* [WORK INSTRUCTIONS]: Only the count is expected: the number of lines below that contain "index".

* [INFORMATION SUPPLIED]:
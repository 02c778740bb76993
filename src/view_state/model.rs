//! Viewport data shared by the fetcher, the cache and the layout adapter.

use std::collections::{HashMap, HashSet};

/// Map of arbitrary node attributes carried through from the graph service.
pub type Attributes = serde_json::Map<String, serde_json::Value>;

/// Request key of a viewport: the center node and the traversal depth.
#[derive(Clone, Debug, PartialEq, Eq, Hash)]
pub struct ViewKey {
	pub center_id: String,
	pub depth: u32,
}

impl ViewKey {
	pub fn new(center_id: impl Into<String>, depth: u32) -> Self {
		Self {
			center_id: center_id.into(),
			depth,
		}
	}
}

impl std::fmt::Display for ViewKey {
	fn fmt(&self, f: &mut std::fmt::Formatter<'_>) -> std::fmt::Result {
		write!(f, "{}@{}", self.center_id, self.depth)
	}
}

#[derive(Clone, Debug, PartialEq)]
pub struct Node {
	pub id: String,
	pub display_label: String,
	pub category: String,
	/// Service `kind` as received, before it was mapped to `category`.
	pub kind: Option<String>,
	pub attributes: Attributes,
}

#[derive(Clone, Debug, PartialEq)]
pub struct Edge {
	pub id: String,
	pub source_id: String,
	pub target_id: String,
	pub relation_label: Option<String>,
	pub weight: Option<f64>,
}

impl Edge {
	/// Edge ids are derived from the endpoints and the position in the source list.
	pub fn derive_id(source_id: &str, target_id: &str, index: usize) -> String {
		format!("{source_id}->{target_id}:{index}")
	}
}

/// Subgraph around a center node. Never mutated once stored in the cache.
#[derive(Clone, Debug, PartialEq)]
pub struct ViewportSnapshot {
	pub nodes: Vec<Node>,
	pub edges: Vec<Edge>,
	pub center_id: String,
	pub depth: u32,
}

impl ViewportSnapshot {
	/// Builds a snapshot for `key`, dropping nodes whose id was already seen.
	pub fn new(key: &ViewKey, nodes: Vec<Node>, edges: Vec<Edge>) -> Self {
		Self {
			nodes: dedup_nodes(nodes),
			edges,
			center_id: key.center_id.clone(),
			depth: key.depth,
		}
	}

	pub fn key(&self) -> ViewKey {
		ViewKey::new(self.center_id.clone(), self.depth)
	}

	pub fn matches(&self, key: &ViewKey) -> bool {
		self.center_id == key.center_id && self.depth == key.depth
	}

	pub fn contains_node(&self, id: &str) -> bool {
		self.nodes.iter().any(|n| n.id == id)
	}

	/// Edges with at least one endpoint missing from `nodes`.
	pub fn dangling_edges(&self) -> Vec<&Edge> {
		let ids: HashSet<&str> = self.nodes.iter().map(|n| n.id.as_str()).collect();
		self.edges
			.iter()
			.filter(|e| !ids.contains(e.source_id.as_str()) || !ids.contains(e.target_id.as_str()))
			.collect()
	}
}

/// Keeps the first node for every id, preserving order.
pub fn dedup_nodes(nodes: Vec<Node>) -> Vec<Node> {
	let mut seen = HashSet::with_capacity(nodes.len());
	nodes
		.into_iter()
		.filter(|n| seen.insert(n.id.clone()))
		.collect()
}

#[derive(Clone, Copy, Debug, Default, PartialEq)]
pub struct Point {
	pub x: f64,
	pub y: f64,
}

impl Point {
	pub fn new(x: f64, y: f64) -> Self {
		Self { x, y }
	}
}

pub const MIN_SCALE: f64 = 0.1;
pub const MAX_SCALE: f64 = 10.0;

/// Pan/zoom of the rendering viewport. `position` is the graph-space point
/// shown at the middle of the canvas.
#[derive(Clone, Copy, Debug, PartialEq)]
pub struct CameraTransform {
	pub position: Point,
	pub scale: f64,
}

impl CameraTransform {
	pub fn new(position: Point, scale: f64) -> Self {
		Self {
			position,
			scale: clamp_scale(scale),
		}
	}
}

impl Default for CameraTransform {
	fn default() -> Self {
		Self::new(Point::default(), 1.0)
	}
}

/// Clamps a zoom factor into the supported range; non-finite or non-positive
/// values collapse to 1.
pub fn clamp_scale(scale: f64) -> f64 {
	if !scale.is_finite() || scale <= 0.0 {
		return 1.0;
	}
	scale.clamp(MIN_SCALE, MAX_SCALE)
}

/// Node coordinates captured from a running layout engine.
pub type LayoutPositions = HashMap<String, Point>;
use std::cell::Cell;
use std::rc::Rc;

/// Cooperative cancellation flag. Clones share the same flag; the owner of
/// an async operation checks it at every resumption point before applying
/// side effects.
#[derive(Clone, Debug, Default)]
pub struct CancellationToken {
	cancelled: Rc<Cell<bool>>,
}

impl CancellationToken {
	pub fn new() -> Self {
		Self::default()
	}

	pub fn cancel(&self) {
		self.cancelled.set(true);
	}

	pub fn is_cancelled(&self) -> bool {
		self.cancelled.get()
	}
}
use kb_explorer::{App, init_logging};

fn main() {
	init_logging();
	leptos::mount::mount_to_body(App)
}
use force_graph::DefaultNodeIdx;

/// Per-node payload stored inside the simulation.
#[derive(Clone, Debug, Default)]
pub struct NodeInfo {
	pub id: String,
	pub label: String,
	pub category: String,
	pub color: String,
}

#[derive(Clone, Debug)]
pub struct EdgeInfo {
	pub source: DefaultNodeIdx,
	pub target: DefaultNodeIdx,
	pub label: Option<String>,
}

const DEFAULT_COLOR: &str = "#7c5cff";

fn kind_color(kind: &str) -> Option<&'static str> {
	let color = match kind.to_ascii_lowercase().as_str() {
		"topic" => "#7c5cff",
		"skill" => "#e71d36",
		"subject" => "#ff9f1c",
		"section" => "#2ec4b6",
		"resource" | "example" => "#808080",
		_ => return None,
	};
	Some(color)
}

pub fn category_color(category: &str) -> &'static str {
	match category {
		"skill" => "#e71d36",
		"resource" => "#808080",
		_ => DEFAULT_COLOR,
	}
}

/// Color of a node: its raw service kind when that has its own color,
/// otherwise its display category.
pub fn node_color(kind: Option<&str>, category: &str) -> &'static str {
	kind.and_then(kind_color)
		.unwrap_or_else(|| category_color(category))
}

#[cfg(test)]
mod tests {
	use super::*;

	#[test]
	fn raw_kind_picks_color_before_category() {
		assert_eq!(node_color(Some("Subject"), "concept"), "#ff9f1c");
		assert_eq!(node_color(Some("Section"), "concept"), "#2ec4b6");
		assert_eq!(node_color(Some("TOPIC"), "concept"), DEFAULT_COLOR);
		assert_eq!(node_color(Some("Skill"), "skill"), "#e71d36");
	}

	#[test]
	fn unknown_kind_falls_back_to_category() {
		assert_eq!(node_color(Some("Lemma"), "resource"), "#808080");
		assert_eq!(node_color(None, "skill"), "#e71d36");
		assert_eq!(node_color(None, "concept"), DEFAULT_COLOR);
	}
}
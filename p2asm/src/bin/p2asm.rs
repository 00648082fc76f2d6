extern crate p2asm;

use std::fs::File;
use std::io::prelude::*;
use std::path::PathBuf;

use byteorder::{LittleEndian, WriteBytesExt};
use clap::Parser;
use log::{error, info, LevelFilter};

use p2asm::Assembler;

/// Propeller2 assembler, writes a raw binary image
#[derive(Parser, Debug)]
#[command(version, about)]
struct Args {
    /// Source file
    input: PathBuf,

    /// Binary image, defaults to the input with a .bin extension
    #[arg(short, long)]
    output: Option<PathBuf>,

    /// Print the listing
    #[arg(short, long)]
    listing: bool,

    /// Print the symbol table
    #[arg(short, long)]
    symbols: bool,

    /// More logging, repeat for more
    #[arg(short, long, action = clap::ArgAction::Count)]
    verbose: u8,
}

fn main() -> std::io::Result<()> {
    let args = Args::parse();

    let level = match args.verbose {
        0 => LevelFilter::Warn,
        1 => LevelFilter::Info,
        2 => LevelFilter::Debug,
        _ => LevelFilter::Trace,
    };
    env_logger::Builder::new()
        .filter_level(level)
        .parse_default_env()
        .init();

    let mut asm = Assembler::new();
    asm.assemble_file(&args.input);

    if args.listing {
        print!("{}", asm.listing());
    }

    if args.symbols {
        for sym in asm.symbols().iter() {
            let value = sym.value();
            println!("{:<24} {:<7} {:<12} {:?}", sym.name(), value.kind(), value.to_string(), sym.references());
        }
    }

    for (line, err) in asm.diagnostics() {
        error!("{}:{}: {}", args.input.display(), line, err);
    }
    if asm.error_count() > 0 {
        std::process::exit(1);
    }

    // Whole longs, the tail is zero padded
    let binary_code = {
        let bytes = asm.binary();
        let mut wtr = Vec::with_capacity(bytes.len() + 3);

        for i in (0..bytes.len()).step_by(4) {
            wtr.write_u32::<LittleEndian>(asm.image().read_long(i))?;
        }
        wtr
    };

    let output = args.output.unwrap_or_else(|| args.input.with_extension("bin"));
    info!("{} bytes, last pc ${:05x}, writing {}", binary_code.len(), asm.last_pc(), output.display());

    let mut file = File::create(&output)?;
    file.write_all(&binary_code[..])
}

* [TASK ANSWER]: 2